Relationship between Canagliflozin, Sodium Glucose Cotransporter 2 Inhibitor, and Hematopoietic Effects in Patients with Diabetes and Mild Heart Failure: Results from the CANDLE trial

There were few clinical studies on the relationship between sodium glucose cotransporter 2 inhibitors (SGLT2i) and hematopoiesis in patients with diabetes (DM) and heart failure (HF) with consideration of systemic volume status. A total of 226 DM patients with HF enrolled in the CANDLE trial, a multicenter, prospective, randomized open-label blinded-endpoint trial, were studied. Estimated plasma volume status (ePVS) was calculated based on a weight- and hematocrit-based formula. At baseline, there was no significant difference in hematocrit and hemoglobin between the canagliflozin (n = 109) and glimepiride (n = 116) groups. Hematocrit and hemoglobin at 24 weeks, changes in hematocrit and hemoglobin difference (24 weeks-baseline), and hematocrit and hemoglobin ratio (24 weeks/baseline) were significantly higher in the canagliflozin than in the glimepiride group, respectively. There was no significant difference in ePVS at baseline and 24 weeks between the 2 groups. After adjustment for baseline parameters, canagliflozin correlated positively with changes in hematocrit and hemoglobin difference, and hematocrit and hemoglobin ratio by multivariate linear regression analyses.

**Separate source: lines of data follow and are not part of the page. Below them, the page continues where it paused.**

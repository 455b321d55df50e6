mod common;

use std::io::Read;
use std::os::unix::net::UnixStream;
use std::thread;

use common::{Script, init_tracing, outbound};
use pretty_assertions::assert_eq;
use zero_wiredb::Opts;
use zero_wiredb::error::Error;
use zero_wiredb::informix::message::{MessageType, TERMINATOR};
use zero_wiredb::protocol::State;
use zero_wiredb::sync::{ExecuteResult, InformixDriver, Stream};

fn setup_bytes() -> Vec<u8> {
    // PROTOCOLS, then PROPERTIES with no entries
    let mut bytes = Vec::new();
    bytes.extend_from_slice(&MessageType::Protocols.code().to_be_bytes());
    bytes.extend_from_slice(&MessageType::Properties.code().to_be_bytes());
    bytes.extend_from_slice(&0u16.to_be_bytes());
    bytes.extend_from_slice(&TERMINATOR.to_be_bytes());
    bytes
}

#[test]
fn connect_runs_initial_setup() {
    init_tracing();
    let (driver, mut conn, captured) = Script::setup().connect(&Opts::default());

    assert_eq!(captured.bytes(), setup_bytes());
    assert_eq!(conn.state().unwrap(), State::Idle);
    assert!(!conn.auto_commit().unwrap());
    assert_eq!(driver.open_connections(), 1);

    conn.close().unwrap();
    assert_eq!(driver.open_connections(), 0);
    assert!(captured.bytes().ends_with(&TERMINATOR.to_be_bytes()));
}

#[test]
fn failed_setup_does_not_track_connection() {
    let driver = InformixDriver::new();
    let script = Script::default().error(-908);
    let err = driver
        .connect_with_io(
            Box::new(std::io::Cursor::new(script.0)),
            Box::new(std::io::sink()),
            &Opts::default(),
        )
        .err()
        .unwrap();
    assert!(matches!(err, Error::ProtocolErrorCode(-908)));
    assert_eq!(driver.open_connections(), 0);
}

#[test]
fn closed_connection_rejects_work_without_io() {
    let (_driver, mut conn, captured) = Script::setup().connect(&Opts::default());
    conn.close().unwrap();
    let sent = captured.len();

    assert!(matches!(conn.create_statement(), Err(Error::ConnectionClosed)));
    assert!(matches!(
        conn.set_auto_commit(true),
        Err(Error::ProtocolState(State::Closed))
    ));
    assert!(matches!(conn.commit(), Err(Error::ProtocolState(State::Closed))));
    assert!(matches!(
        conn.prepare("select 1"),
        Err(Error::ProtocolState(State::Closed))
    ));
    assert!(matches!(conn.close(), Err(Error::AlreadyClosed)));
    assert_eq!(captured.len(), sent);
}

#[test]
fn statement_fails_once_connection_closes() {
    let (_driver, mut conn, _captured) = Script::setup().connect(&Opts::default());
    let stmt = conn.create_statement().unwrap();
    conn.close().unwrap();
    assert!(matches!(
        stmt.execute_update("delete from t"),
        Err(Error::ProtocolState(State::Closed))
    ));
}

#[test]
fn auto_commit_from_url() {
    let opts = Opts::try_from("informix://localhost/stores?auto_commit=on").unwrap();
    let (_driver, conn, captured) = Script::setup().status().connect(&opts);
    assert!(conn.auto_commit().unwrap());

    let mut database = Vec::new();
    database.extend_from_slice(&6u32.to_be_bytes());
    database.extend_from_slice(b"stores");
    let sent = captured.bytes();
    assert!(
        sent.windows(database.len()).any(|w| w == database.as_slice()),
        "database name not sent"
    );

    let mut autocommit = Vec::new();
    autocommit.extend_from_slice(&1u16.to_be_bytes());
    for s in ["autocommit", "on"] {
        autocommit.extend_from_slice(&(s.len() as u32).to_be_bytes());
        autocommit.extend_from_slice(s.as_bytes());
    }
    assert!(sent.ends_with(&outbound(MessageType::Properties, &autocommit)));
}

#[test]
fn update_opens_transaction_until_commit() {
    let script = Script::setup().status().update_count(2).update_count(1).commit();
    let (_driver, conn, captured) = script.connect(&Opts::default());
    let stmt = conn.create_statement().unwrap();
    captured.clear();

    assert_eq!(stmt.execute_update("update t set a = 1").unwrap(), 2);
    assert!(conn.within_transaction().unwrap());
    assert!(captured.bytes().starts_with(&outbound(MessageType::Begin, &[])));

    // Already within the transaction: no second BEGIN
    captured.clear();
    assert_eq!(stmt.execute_update("update t set a = 2").unwrap(), 1);
    assert_eq!(
        &captured.bytes()[..2],
        MessageType::ExecuteSql.code().to_be_bytes().as_slice()
    );

    conn.commit().unwrap();
    assert!(!conn.within_transaction().unwrap());
}

#[test]
fn server_error_leaves_connection_idle() {
    let script = Script::setup().status().error(-206).update_count(1);
    let (_driver, conn, _captured) = script.connect(&Opts::default());
    let stmt = conn.create_statement().unwrap();

    let err = stmt.execute_update("delete from missing").unwrap_err();
    assert!(matches!(err, Error::ProtocolErrorCode(-206)));
    assert_eq!(conn.state().unwrap(), State::Idle);

    assert_eq!(stmt.execute_update("delete from t").unwrap(), 1);
}

#[test]
fn execute_reports_each_outcome() {
    let script = Script::setup()
        .status()
        .executed()
        .update_count(4);
    let (_driver, conn, _captured) = script.connect(&Opts::default());
    let stmt = conn.create_statement().unwrap();

    assert!(matches!(
        stmt.execute("create table t (a int)").unwrap(),
        ExecuteResult::None
    ));
    assert!(matches!(
        stmt.execute("insert into t select * from u").unwrap(),
        ExecuteResult::UpdateCount(4)
    ));
    assert_eq!(conn.state().unwrap(), State::ExecutedSql);
}

#[test]
fn connects_over_socket() {
    let (client, mut server) = UnixStream::pair().unwrap();
    let reply = Script::setup().0;
    let server = thread::spawn(move || {
        std::io::Write::write_all(&mut server, &reply).unwrap();
        let mut received = Vec::new();
        server.read_to_end(&mut received).unwrap();
        received
    });

    let driver = InformixDriver::new();
    let mut conn = driver
        .connect_with_stream(Stream::unix(client), &Opts::default())
        .unwrap();
    assert_eq!(driver.open_connections(), 1);
    conn.close().unwrap();

    let mut expected = setup_bytes();
    expected.extend_from_slice(&TERMINATOR.to_be_bytes());
    assert_eq!(server.join().unwrap(), expected);
    assert_eq!(driver.open_connections(), 0);
}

The difference in hematocrit and hemoglobin between the 2 groups became statistically significant at 3 and 6 months after randomization. There was no heterogeneity between canagliflozin and the characteristics of the patients for hematocrit and hemoglobin difference and ratio. A correlation of the changes in hematocrit and hemoglobin with cardiac and renal improvement was not observed. In conclusion, canagliflozin was associated with an increased hematocrit and hemoglobin in patients with diabetes and HF regardless of their volume status and characteristics.